DEER ISLE — Four residents of the Island Nursing Home have died of COVID-19 and the virus has spread throughout the facility’s entire population, according to the Maine Center for Disease Control and Prevention (CDC).
As of the CDC’s briefing Monday, there were 59 residents and 31 staff members who had tested positive for COVID-19, according to CDC Director Dr. Nirav Shah.
“What we’ve seen across the country and in Maine, one of the best ways to keep nursing homes safe is to keep the community safe, to keep levels and the rate of transmission as low as possible,” Shah said. “In many instances, COVID-19 is introduced into nursing homes by employees. The best way to reduce the likelihood is to keep the community safe. Everyone is doing different things in that regard. The Maine CDC has had a number of productive discussions with INH. It’s a challenging situation.”
Details about the conditions of COVID-19-positive residents at the nursing home were not immediately available Wednesday morning. The American could not reach INH Director Matthew Trombley before press time.
Charles Turner of Stonington passed away due to COVID-19 on Dec. 1.
Turner’s son, Hilton Turner, said his father was an Isle au Haut native who fished for 30 years on a boat named for Charles’ late wife, Wilma Jean.
Hancock County residents may remember Charles Turner as the man who ran the state liquor store in Ellsworth until it closed.
“He was a lobsterman for 30 years until his health got bad,” Turner said. “He ran the state liquor store for 25 years. So, if you went in and bought a bottle, you bought it from him.”
Turner last spoke to his father in September. “That bugs me big time,” he said.
“We tried to do a Facetime,” Turner said. “They [INH staff] never even got back to us about it.”
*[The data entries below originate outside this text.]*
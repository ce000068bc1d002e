//! Line-to-event state machine.
//!
//! The [`Client`] turns parsed IRC lines into [`Event`]s. It is the engine's
//! registry: it knows our current nickname (to tell our own joins, parts and
//! nick changes from other users') and which channels we are in, keyed by
//! channel bytes.
//!
//! Malformed lines and lines missing required parameters are logged and
//! skipped. One bad line never stops the feed.

use std::collections::BTreeSet;

use murmur_proto::{Command, Event, Identity, IrcName, Message, ctcp, nick_of};

/// Actions the client produces for the caller to execute.
#[derive(Debug, Clone, PartialEq, Eq)]
pub enum ClientAction {
    /// Deliver an event to the application.
    Deliver(Event),
    /// Write a command back to the server.
    Send(Command),
}

/// Sans-IO IRC client state.
#[derive(Debug, Clone)]
pub struct Client {
    /// Our nickname as the server knows it.
    nickname: IrcName,
    /// Registration completed (`001` seen).
    registered: bool,
    /// Channels we are in.
    channels: BTreeSet<IrcName>,
}

impl Client {
    /// Create a client that will register as `identity`.
    pub fn new(identity: &Identity) -> Self {
        Self { nickname: identity.nickname.clone(), registered: false, channels: BTreeSet::new() }
    }

    /// Our current nickname.
    pub fn nickname(&self) -> &IrcName {
        &self.nickname
    }

    /// Whether registration has completed.
    pub fn is_registered(&self) -> bool {
        self.registered
    }

    /// Channels we are currently in.
    pub fn channels(&self) -> &BTreeSet<IrcName> {
        &self.channels
    }

    /// Parse and handle one raw line.
    pub fn handle_line(&mut self, line: &[u8]) -> Vec<ClientAction> {
        match Message::parse(line) {
            Ok(msg) => self.handle_message(msg),
            Err(e) => {
                tracing::warn!(error = %e, line = %String::from_utf8_lossy(line), "Dropping malformed line");
                vec![]
            },
        }
    }

    /// Handle one parsed message.
    pub fn handle_message(&mut self, msg: Message) -> Vec<ClientAction> {
        let actions = match msg.command.as_str() {
            "001" => self.handle_welcome(msg),
            "PING" => {
                let token = msg.param(0).unwrap_or_default().to_vec();
                vec![ClientAction::Send(Command::Pong(token))]
            },
            "NICK" => self.handle_nick(&msg),
            "QUIT" => {
                let nick = IrcName::from(nick_of(msg.origin().as_bytes()));
                let reason = msg.param(0).unwrap_or_default().to_vec();
                deliver(Event::UserQuit { nick, reason })
            },
            "JOIN" => self.handle_join(&msg),
            "PART" => self.handle_part(&msg),
            "KICK" => self.handle_kick(&msg),
            "MODE" => handle_mode(&msg),
            "TOPIC" => match (msg.param(0), msg.param(1)) {
                (Some(channel), Some(topic)) => deliver(Event::TopicSet {
                    channel: channel.into(),
                    topic: topic.to_vec(),
                    by: msg.origin(),
                }),
                _ => missing_params(&msg),
            },
            "INVITE" => match msg.param(1) {
                Some(channel) => deliver(Event::Invited { channel: channel.into(), by: msg.origin() }),
                None => missing_params(&msg),
            },
            "PRIVMSG" => handle_privmsg(&msg),
            "NOTICE" => self.handle_notice(&msg),
            _ => server_message(msg),
        };

        tracing::trace!(count = actions.len(), "Translated line");
        actions
    }

    fn handle_welcome(&mut self, msg: Message) -> Vec<ClientAction> {
        if self.registered {
            return server_message(msg);
        }

        self.registered = true;
        if let Some(nick) = msg.param(0) {
            self.nickname = nick.into();
        }
        tracing::info!(nick = %String::from_utf8_lossy(self.nickname.as_bytes()), "Registered");
        deliver(Event::ConnectionSucceeded)
    }

    fn handle_nick(&mut self, msg: &Message) -> Vec<ClientAction> {
        let Some(new) = msg.param(0) else {
            return missing_params(msg);
        };

        let origin = msg.origin();
        let old = nick_of(origin.as_bytes());
        let is_self = self.is_self(old);
        let old = IrcName::from(old);
        let new = IrcName::from(new);
        if is_self {
            self.nickname = new.clone();
        }

        deliver(Event::NickChanged { old, new, is_self })
    }

    fn handle_join(&mut self, msg: &Message) -> Vec<ClientAction> {
        let Some(channel) = msg.param(0) else {
            return missing_params(msg);
        };

        let channel = IrcName::from(channel);
        let origin = msg.origin();
        if self.is_self(nick_of(origin.as_bytes())) {
            self.channels.insert(channel.clone());
            deliver(Event::ChannelJoined { channel })
        } else {
            deliver(Event::UserJoined { channel, nick: origin })
        }
    }

    fn handle_part(&mut self, msg: &Message) -> Vec<ClientAction> {
        let Some(channel) = msg.param(0) else {
            return missing_params(msg);
        };

        let channel = IrcName::from(channel);
        let origin = msg.origin();
        let is_self = self.is_self(nick_of(origin.as_bytes()));
        if is_self {
            self.channels.remove(&channel);
        }

        deliver(Event::UserParted {
            channel,
            nick: origin,
            reason: msg.param(1).unwrap_or_default().to_vec(),
            is_self,
        })
    }

    fn handle_kick(&mut self, msg: &Message) -> Vec<ClientAction> {
        let (Some(channel), Some(nick)) = (msg.param(0), msg.param(1)) else {
            return missing_params(msg);
        };

        let channel = IrcName::from(channel);
        let is_self = self.is_self(nick);
        if is_self {
            self.channels.remove(&channel);
        }

        deliver(Event::UserKicked {
            channel,
            nick: nick.into(),
            reason: msg.param(2).unwrap_or_default().to_vec(),
            by: msg.origin(),
            is_self,
        })
    }

    fn handle_notice(&self, msg: &Message) -> Vec<ClientAction> {
        let (Some(target), Some(notice)) = (msg.param(0), msg.param(1)) else {
            return missing_params(msg);
        };

        let target = IrcName::from(target);
        let from_user = msg.prefix.as_ref().is_some_and(|p| p.as_bytes().contains(&b'!'));

        if target.is_channel() {
            deliver(Event::NoticeSent { channel: target, notice: notice.to_vec(), by: msg.origin() })
        } else if from_user && self.registered {
            deliver(Event::PrivateNotice { nick: msg.origin(), notice: notice.to_vec() })
        } else {
            deliver(Event::ServerNotice { origin: msg.origin(), params: msg.params.clone() })
        }
    }

    /// Nick comparison under ASCII case folding, on bytes.
    fn is_self(&self, nick: &[u8]) -> bool {
        nick.eq_ignore_ascii_case(self.nickname.as_bytes())
    }
}

fn handle_mode(msg: &Message) -> Vec<ClientAction> {
    let (Some(target), Some(mode)) = (msg.param(0), msg.param(1)) else {
        return missing_params(msg);
    };

    let target = IrcName::from(target);
    if target.is_channel() {
        let params = msg.params.get(2..).unwrap_or_default().join(&b' ');
        deliver(Event::ChannelModeSet { channel: target, mode: mode.to_vec(), params, by: msg.origin() })
    } else {
        deliver(Event::ModeSet { mode: mode.to_vec(), by: msg.origin() })
    }
}

fn handle_privmsg(msg: &Message) -> Vec<ClientAction> {
    let (Some(target), Some(text)) = (msg.param(0), msg.param(1)) else {
        return missing_params(msg);
    };

    let target = IrcName::from(target);
    let origin = msg.origin();

    if let Some(action) = ctcp::action_body(text) {
        let action = action.to_vec();
        return if target.is_channel() {
            deliver(Event::ActionPerformed { channel: target, action, by: origin })
        } else {
            deliver(Event::PrivateAction { nick: origin, action })
        };
    }

    if text.first() == Some(&ctcp::DELIM) {
        tracing::debug!(ctcp = %String::from_utf8_lossy(text), "Ignoring CTCP query");
        return vec![];
    }

    if target.is_channel() {
        deliver(Event::MessageSent { channel: target, message: text.to_vec(), by: origin })
    } else {
        deliver(Event::PrivateMessage { nick: origin, message: text.to_vec() })
    }
}

fn server_message(msg: Message) -> Vec<ClientAction> {
    let origin = msg.origin();
    deliver(Event::ServerMessage { origin, command: msg.command, params: msg.params })
}

fn deliver(event: Event) -> Vec<ClientAction> {
    vec![ClientAction::Deliver(event)]
}

fn missing_params(msg: &Message) -> Vec<ClientAction> {
    tracing::warn!(command = %msg.command, params = msg.params.len(), "Dropping line with missing parameters");
    vec![]
}
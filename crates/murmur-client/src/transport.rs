//! TCP transport for the engine.
//!
//! Provides [`TcpEngine`] which handles socket I/O for line transport. This
//! is a thin layer that frames and writes lines; protocol logic remains in
//! the Sans-IO [`Client`].
//!
//! Each session runs two tasks. The reader frames inbound lines, feeds them
//! to the [`Client`] and forwards the resulting events in wire order. The
//! writer drains the command queue onto the socket. Commands are queued on an
//! unbounded channel so [`Engine::issue`] never blocks the caller.

use std::time::Duration;

use murmur_proto::{Command, Event};
use tokio::{
    io::{AsyncBufReadExt, AsyncReadExt, AsyncWriteExt, BufReader},
    net::{
        TcpStream,
        tcp::{OwnedReadHalf, OwnedWriteHalf},
    },
    sync::mpsc,
    task::AbortHandle,
};

use crate::{Client, ClientAction, ConnectConfig, ConnectionError, Engine, EngineError, EventFeed};

/// Transport tuning.
#[derive(Debug, Clone, Copy, PartialEq, Eq)]
pub struct TransportConfig {
    /// Events buffered between the reader task and the consumer.
    pub event_buffer: usize,
    /// Longest inbound line accepted, terminator included. Longer lines are
    /// discarded.
    pub max_line: usize,
    /// How long to wait for the TCP handshake.
    pub connect_timeout: Duration,
}

impl Default for TransportConfig {
    fn default() -> Self {
        Self { event_buffer: 256, max_line: 8192, connect_timeout: Duration::from_secs(10) }
    }
}

/// Live session handles.
struct Connection {
    commands: mpsc::UnboundedSender<Command>,
    reader: AbortHandle,
    writer: AbortHandle,
}

/// [`Engine`] over a plaintext TCP connection.
pub struct TcpEngine {
    config: TransportConfig,
    connection: Option<Connection>,
}

impl TcpEngine {
    /// Create an idle engine.
    pub fn new(config: TransportConfig) -> Self {
        Self { config, connection: None }
    }
}

impl Default for TcpEngine {
    fn default() -> Self {
        Self::new(TransportConfig::default())
    }
}

impl Engine for TcpEngine {
    type Error = EngineError;

    async fn connect(&mut self, config: &ConnectConfig) -> Result<EventFeed, ConnectionError> {
        if config.server.trim().is_empty() {
            return Err(ConnectionError::InvalidAddress("empty server name".to_string()));
        }
        if config.port == 0 {
            return Err(ConnectionError::InvalidAddress(format!("bad port in {}", config.addr())));
        }
        if self.is_connected() {
            return Err(ConnectionError::AlreadyConnected);
        }
        self.stop();

        let addr = config.addr();
        tracing::info!(%addr, "Connecting");

        let dial = TcpStream::connect((config.server.as_str(), config.port));
        let stream = match tokio::time::timeout(self.config.connect_timeout, dial).await {
            Ok(Ok(stream)) => stream,
            Ok(Err(e)) => return Err(ConnectionError::Unreachable { addr, reason: e.to_string() }),
            Err(_) => {
                return Err(ConnectionError::Unreachable { addr, reason: "connect timed out".to_string() });
            },
        };
        if let Err(e) = stream.set_nodelay(true) {
            tracing::debug!(error = %e, "Could not set TCP_NODELAY");
        }
        let (read_half, write_half) = stream.into_split();

        let (command_tx, command_rx) = mpsc::unbounded_channel();
        let (event_tx, event_rx) = mpsc::channel(self.config.event_buffer);

        // Registration goes out before anything the caller issues
        let _ = command_tx.send(Command::Register(config.identity.clone()));

        let client = Client::new(&config.identity);
        let reader = tokio::spawn(run_reader(
            read_half,
            client,
            event_tx,
            command_tx.clone(),
            self.config.max_line,
        ));
        let writer = tokio::spawn(run_writer(write_half, command_rx));

        tracing::info!(%addr, "Connected");
        self.connection = Some(Connection {
            commands: command_tx,
            reader: reader.abort_handle(),
            writer: writer.abort_handle(),
        });

        Ok(event_rx)
    }

    fn issue(&mut self, command: Command) -> Result<(), EngineError> {
        let connection = self.connection.as_ref().ok_or(EngineError::NotConnected)?;
        if connection.reader.is_finished() {
            return Err(EngineError::Closed);
        }
        connection.commands.send(command).map_err(|_| EngineError::Closed)
    }

    fn is_connected(&self) -> bool {
        self.connection
            .as_ref()
            .is_some_and(|c| !c.reader.is_finished() && !c.commands.is_closed())
    }

    fn stop(&mut self) {
        if let Some(connection) = self.connection.take() {
            // Writer exits on its own once the queue drains and every sender
            // is gone, so a queued QUIT still reaches the server.
            connection.reader.abort();
            if connection.commands.is_closed() {
                connection.writer.abort();
            }
            tracing::debug!("Engine stopped");
        }
    }
}

impl Drop for TcpEngine {
    fn drop(&mut self) {
        self.stop();
    }
}

/// Read lines, translate them, and forward events until the socket closes.
async fn run_reader(
    read_half: OwnedReadHalf,
    mut client: Client,
    events: mpsc::Sender<Event>,
    commands: mpsc::UnboundedSender<Command>,
    max_line: usize,
) {
    let mut reader = BufReader::new(read_half);
    let mut line = Vec::with_capacity(512);
    let limit = u64::try_from(max_line).unwrap_or(u64::MAX);

    loop {
        line.clear();
        match (&mut reader).take(limit).read_until(b'\n', &mut line).await {
            Ok(0) => {
                tracing::info!("Server closed connection");
                break;
            },
            Ok(_) => {},
            Err(e) => {
                tracing::warn!(error = %e, "Read failed");
                break;
            },
        }

        if line.last() != Some(&b'\n') && line.len() >= max_line {
            tracing::warn!(max_line, "Discarding oversized line");
            if let Err(e) = discard_rest_of_line(&mut reader).await {
                tracing::warn!(error = %e, "Read failed");
                break;
            }
            continue;
        }

        for action in client.handle_line(&line) {
            match action {
                ClientAction::Deliver(event) => {
                    if events.send(event).await.is_err() {
                        tracing::debug!("Event consumer gone, stopping reader");
                        return;
                    }
                },
                ClientAction::Send(command) => {
                    let _ = commands.send(command);
                },
            }
        }
    }
}

/// Skip input up to and including the next line feed.
async fn discard_rest_of_line(reader: &mut BufReader<OwnedReadHalf>) -> std::io::Result<()> {
    loop {
        let buf = reader.fill_buf().await?;
        if buf.is_empty() {
            return Ok(());
        }
        if let Some(pos) = buf.iter().position(|b| *b == b'\n') {
            reader.consume(pos + 1);
            return Ok(());
        }
        let len = buf.len();
        reader.consume(len);
    }
}

/// Write queued commands as CRLF-terminated lines.
async fn run_writer(mut write_half: OwnedWriteHalf, mut commands: mpsc::UnboundedReceiver<Command>) {
    while let Some(command) = commands.recv().await {
        for mut line in command.to_lines() {
            tracing::trace!(line = %String::from_utf8_lossy(&line), "Send");
            line.extend_from_slice(b"\r\n");
            if let Err(e) = write_half.write_all(&line).await {
                tracing::warn!(error = %e, "Write failed");
                return;
            }
        }
    }

    let _ = write_half.shutdown().await;
}
//! CTCP ACTION framing.
//!
//! An action travels as a `PRIVMSG` body of the form `\x01ACTION text\x01`.
//! Other CTCP queries are not unwrapped.

/// CTCP delimiter byte.
pub const DELIM: u8 = 0x01;

const ACTION: &[u8] = b"ACTION";

/// Bytes [`wrap_action`] adds around a body.
pub const ACTION_OVERHEAD: usize = ACTION.len() + 3;

/// Body of a CTCP ACTION, or `None` if `text` is not one.
///
/// The closing delimiter is optional, as some clients omit it.
pub fn action_body(text: &[u8]) -> Option<&[u8]> {
    let inner = text.strip_prefix(&[DELIM])?;
    let inner = inner.strip_suffix(&[DELIM]).unwrap_or(inner);
    let rest = inner.strip_prefix(ACTION)?;
    match rest.split_first() {
        None => Some(rest),
        Some((b' ', body)) => Some(body),
        Some(_) => None,
    }
}

/// Wrap `body` as a CTCP ACTION.
pub fn wrap_action(body: &[u8]) -> Vec<u8> {
    let mut out = Vec::with_capacity(body.len() + ACTION_OVERHEAD);
    out.push(DELIM);
    out.extend_from_slice(ACTION);
    out.push(b' ');
    out.extend_from_slice(body);
    out.push(DELIM);
    out
}
//! Application input events.
//!
//! This module defines [`AppEvent`], the inputs that drive the
//! [`crate::App`] state machine from outside the user's keyboard: protocol
//! events from the engine and connection lifecycle notices from the runtime.

use murmur_proto::Event;

/// Events processed by the App state machine.
#[derive(Debug, Clone, PartialEq, Eq)]
pub enum AppEvent {
    /// Protocol event from the engine, in delivery order.
    Irc(Event),

    /// The engine could not open the session.
    ConnectFailed {
        /// Failure description.
        reason: String,
    },

    /// The event feed ended.
    ConnectionClosed,

    /// Terminal resize (columns, rows).
    Resize(u16, u16),
}
//! Engine contract.
//!
//! The [`Engine`] trait decouples the application core from the wire. The
//! core issues [`Command`]s without waiting for acknowledgement and consumes
//! [`Event`]s from the [`EventFeed`] returned by [`Engine::connect`].

use std::future::Future;

use murmur_proto::{Command, Event, Identity, IrcName};
use tokio::sync::mpsc;

use crate::ConnectionError;

/// Ordered feed of inbound events for one session.
///
/// One event per protocol occurrence, in wire order, never batched. The feed
/// ends when the connection closes.
pub type EventFeed = mpsc::Receiver<Event>;

/// Where and as whom to connect.
#[derive(Debug, Clone, PartialEq, Eq)]
pub struct ConnectConfig {
    /// Server host name or address.
    pub server: String,
    /// Server port.
    pub port: u16,
    /// Registration identity.
    pub identity: Identity,
}

impl ConnectConfig {
    /// Default plaintext IRC port.
    pub const DEFAULT_PORT: u16 = 6667;

    /// `host:port` form for logging and error messages.
    pub fn addr(&self) -> String {
        format!("{}:{}", self.server, self.port)
    }
}

/// Protocol engine adapter.
///
/// # Implementations
///
/// - **TCP**: [`crate::transport::TcpEngine`] (feature `transport`)
/// - **Tests**: in-memory engines recording issued commands
pub trait Engine: Send {
    /// Engine-specific error for issuing commands.
    type Error: std::error::Error + Send + 'static;

    /// Open a session and register.
    ///
    /// Lifecycle events, starting with [`Event::ConnectionSucceeded`], arrive
    /// on the returned feed.
    ///
    /// # Errors
    ///
    /// Returns [`ConnectionError`] if the address is malformed or unreachable.
    fn connect(
        &mut self,
        config: &ConnectConfig,
    ) -> impl Future<Output = Result<EventFeed, ConnectionError>> + Send;

    /// Queue a command for the wire. Never blocks and never acknowledges
    /// delivery.
    fn issue(&mut self, command: Command) -> Result<(), Self::Error>;

    /// Whether a session is open.
    fn is_connected(&self) -> bool;

    /// Tear the session down.
    fn stop(&mut self);

    /// Request channel membership. The result arrives later as
    /// [`Event::ChannelJoined`].
    fn join(&mut self, channel: IrcName, key: Option<Vec<u8>>) -> Result<(), Self::Error> {
        self.issue(Command::Join { channel, key })
    }

    /// Send a line verbatim.
    fn send_raw(&mut self, line: Vec<u8>) -> Result<(), Self::Error> {
        self.issue(Command::Raw(line))
    }

    /// Send a message to a channel.
    fn send_channel_message(&mut self, channel: IrcName, text: Vec<u8>) -> Result<(), Self::Error> {
        self.issue(Command::Message { target: channel, text })
    }

    /// Send a CTCP ACTION to a channel.
    fn send_channel_action(&mut self, channel: IrcName, text: Vec<u8>) -> Result<(), Self::Error> {
        self.issue(Command::Action { target: channel, text })
    }
}
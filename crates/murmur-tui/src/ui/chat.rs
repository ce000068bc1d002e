//! Chat area
//!
//! Displays the session transcript, newest lines at the bottom.

use murmur_app::{App, Color as EntryColor, Style as EntryStyle, Transcript, TranscriptEntry};
use ratatui::{
    Frame,
    layout::Rect,
    style::{Color, Modifier, Style},
    text::{Line, Span},
    widgets::{Block, Borders, List, ListItem},
};

const BORDER_SIZE: u16 = 2;
const TAB: &str = "    ";

/// Render the chat area.
pub fn render(frame: &mut Frame, app: &App, transcript: &Transcript, area: Rect) {
    let encoding = app.config().encoding;
    let title = app
        .session()
        .and_then(|s| s.current_channel())
        .map_or_else(|| " No Channel ".to_string(), |c| format!(" {} ", c.name.display(encoding)));

    let block = Block::default().borders(Borders::ALL).title(title);

    let items: Vec<ListItem> = if transcript.is_empty() {
        vec![ListItem::new(Line::from(Span::styled(
            "Type /join #channel to start chatting",
            Style::default().fg(Color::DarkGray),
        )))]
    } else {
        lines(transcript.entries()).into_iter().map(ListItem::new).collect()
    };

    let visible_height = usize::from(area.height.saturating_sub(BORDER_SIZE));
    let skip = items.len().saturating_sub(visible_height);
    let visible_items: Vec<_> = items.into_iter().skip(skip).collect();

    let list = List::new(visible_items).block(block);

    frame.render_widget(list, area);
}

/// Lay out entries as terminal lines.
///
/// Segments are split on `\n` and tabs expand to four spaces. The newline
/// that opens the first entry does not produce an empty first line.
fn lines(entries: &[TranscriptEntry]) -> Vec<Line<'static>> {
    let mut lines = Vec::new();
    let mut current: Option<Vec<Span<'static>>> = None;

    for segment in entries.iter().flat_map(TranscriptEntry::segments) {
        let style = style_of(segment.style);

        for (i, piece) in segment.text.split('\n').enumerate() {
            if i > 0
                && let Some(line) = current.replace(Vec::new())
            {
                lines.push(Line::from(line));
            }
            if !piece.is_empty() {
                current.get_or_insert_with(Vec::new).push(Span::styled(piece.replace('\t', TAB), style));
            }
        }
    }

    lines.extend(current.map(Line::from));
    lines
}

fn style_of(style: EntryStyle) -> Style {
    match style {
        EntryStyle::Plain => Style::default(),
        EntryStyle::Bold => Style::default().add_modifier(Modifier::BOLD),
        EntryStyle::Colored(EntryColor::Blue) => Style::default().fg(Color::Blue),
        EntryStyle::Colored(EntryColor::Gray) => Style::default().fg(Color::Gray),
    }
}
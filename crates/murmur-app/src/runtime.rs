//! Generic runtime for application orchestration.
//!
//! The Runtime drives the application event loop, coordinating between:
//! - [`App`]: session state machine
//! - [`Engine`]: protocol engine owning the wire
//! - [`Driver`]: display owner (input, transcript, rendering)
//!
//! The runtime is the single consumer of the engine's event feed. Events are
//! routed one at a time in arrival order, and every transcript append happens
//! here, on the display owner's task.

use std::collections::VecDeque;

use murmur_client::{ConnectConfig, Engine, Event, EventFeed};

use crate::{App, AppAction, AppEvent, Driver};

/// What woke the loop.
enum Step {
    Input(Vec<AppAction>),
    Irc(Option<Event>),
}

/// Generic runtime that orchestrates App, Engine, and Driver.
///
/// # Type Parameters
///
/// - `D`: Display driver
/// - `E`: Protocol engine
pub struct Runtime<D, E>
where
    D: Driver,
    E: Engine,
{
    driver: D,
    engine: E,
    app: App,
    feed: Option<EventFeed>,
}

impl<D, E> Runtime<D, E>
where
    D: Driver,
    E: Engine,
{
    /// Create a new runtime.
    pub fn new(driver: D, engine: E, app: App) -> Self {
        Self { driver, engine, app, feed: None }
    }

    /// Run the main event loop until the user quits.
    ///
    /// Connects first. A failed connect is shown to the user and not retried;
    /// the loop keeps running so the user can read it and quit.
    ///
    /// # Errors
    ///
    /// Returns an error if the driver encounters an I/O error.
    pub async fn run(mut self) -> Result<(), D::Error> {
        self.driver.render(&self.app)?;

        let actions = self.app.connect();
        let mut should_quit = self.process_actions(actions).await?;

        while !should_quit {
            should_quit = self.process_cycle().await?;
        }

        self.engine.stop();
        self.driver.stop();
        Ok(())
    }

    /// Wait for user input or the next protocol event and handle it.
    ///
    /// Returns `true` if the application should quit.
    async fn process_cycle(&mut self) -> Result<bool, D::Error> {
        let step = tokio::select! {
            input = self.driver.poll_input(&mut self.app) => Step::Input(input?),
            event = next_event(&mut self.feed) => Step::Irc(event),
        };

        let actions = match step {
            Step::Input(actions) => actions,
            Step::Irc(Some(event)) => self.app.handle(AppEvent::Irc(event)),
            Step::Irc(None) => {
                self.feed = None;
                self.engine.stop();
                self.app.handle(AppEvent::ConnectionClosed)
            },
        };

        self.process_actions(actions).await
    }

    /// Execute actions in order.
    ///
    /// Returns `true` if should quit.
    async fn process_actions(&mut self, actions: Vec<AppAction>) -> Result<bool, D::Error> {
        let mut pending = VecDeque::from(actions);

        while let Some(action) = pending.pop_front() {
            match action {
                AppAction::Render => self.driver.render(&self.app)?,
                AppAction::Quit => return Ok(true),
                AppAction::Connect(config) => {
                    let follow_up = self.connect(&config).await;
                    pending.extend(follow_up);
                },
                AppAction::Display(entry) => self.driver.display(entry)?,
                AppAction::Issue(command) => {
                    if let Err(e) = self.engine.issue(command) {
                        tracing::warn!(error = %e, "Failed to issue command");
                        self.app.set_status(format!("Not sent: {e}"));
                    }
                },
            }
        }

        Ok(false)
    }

    /// Replace any current session with a new connection.
    async fn connect(&mut self, config: &ConnectConfig) -> Vec<AppAction> {
        self.feed = None;
        self.engine.stop();

        match self.engine.connect(config).await {
            Ok(feed) => {
                self.feed = Some(feed);
                vec![]
            },
            Err(e) => self.app.handle(AppEvent::ConnectFailed { reason: e.to_string() }),
        }
    }

    /// Get a reference to the App
    pub fn app(&self) -> &App {
        &self.app
    }

    /// Get a mutable reference to the App
    pub fn app_mut(&mut self) -> &mut App {
        &mut self.app
    }
}

/// Next event from the feed, or never when there is no session.
async fn next_event(feed: &mut Option<EventFeed>) -> Option<Event> {
    match feed {
        Some(feed) => feed.recv().await,
        None => std::future::pending().await,
    }
}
Elsewhere on the island, the Stonington town office is open by appointment one person at a time. The same setup is in place at the Deer Isle town office.
Stonington Town Manager Kathleen Billings and her office staff are working from home while they quarantine due to a possible exposure related to the nursing home. Economic Development Director Henry Teverow is manning the office answering the phone.
Billings had the foresight several years ago to go to a cloud-based server system so that, armed with laptops, she and the town office staff can work remotely.
Those who can’t work remotely, however, are the town’s plow truck drivers, so Billings is counting on them to be careful.
“I don’t have people to fill in” for CDL [commercial driver’s license] operators, she said.
“We’re getting through it just trying to be really cautious,” Billings said. “Everyone is doing really good. The staff is all good-natured about it. We’re trying to be cautious so we can keep government services and plowing going.”
As a utility provider, for water and sewer in the downtown, the town office has to stay open to a certain extent, Billings said.
Meanwhile, the Deer Isle-Stonington community and others are providing meals and individually wrapped snacks to the staff at INH, including visiting nurses and doctors.
Barrett Gray, who owns Boyce’s Motel in Stonington, had been delivering lunches to seniors every week pre-pandemic. That has continued and he’s been cooking meals and snacks for visiting nurses and doctors with help from Pam Dewell and her daughter Oriana Wuerth.
Dewell is using the Meal Train website to recruit volunteers to make snack boxes for the 30 staff members on duty every day. Dewell said December is full and she’s about to open up sign-up dates for January.
“We wanted to support everyone on the job, especially after hearing about the long hours everyone was working, and that’s how we thought of the snack box,” said Dewell. “The response from the island community has been amazing. The snack box has a different donor every day through the month of December and we are about to post the January sign-up calendar. Volunteers are providing home-cooked meals to almost a dozen staff every day. Our list continues to grow as we have also added staff and their families who are sick. I think the outpouring of concern for these health workers says a lot about our island community.”
On a related note, for those wondering if it’s safe for community members to give homemade snacks and cookies to the staff, it is, as long as precautions are taken, according to the Maine CDC.
“The research continues to indicate that food is not a common source of transmission, so in the scenario you present, the act of exchanging or delivering treats could pose a greater risk,” said Maine CDC spokesman Robert Long. “The Maine CDC recommends that merry-makers and holiday bakers find ways to exchange treats in ways that minimize the risk of transmission via respiratory droplets.”
The U.S. Centers for Disease Control and Prevention states that “it is possible that a person can get COVID-19 by touching a surface or object, including food or food packaging, that has the virus on it and then touching their own mouth, nose, or possibly their eyes. However, this is not thought to be the main way the virus spreads.”
Correction: The first resident death due to COVID-19 at the Island Nursing Home was Nov. 28. The first resident at the nursing home to die was not Charles Turner, as was reported in a previous version of this story.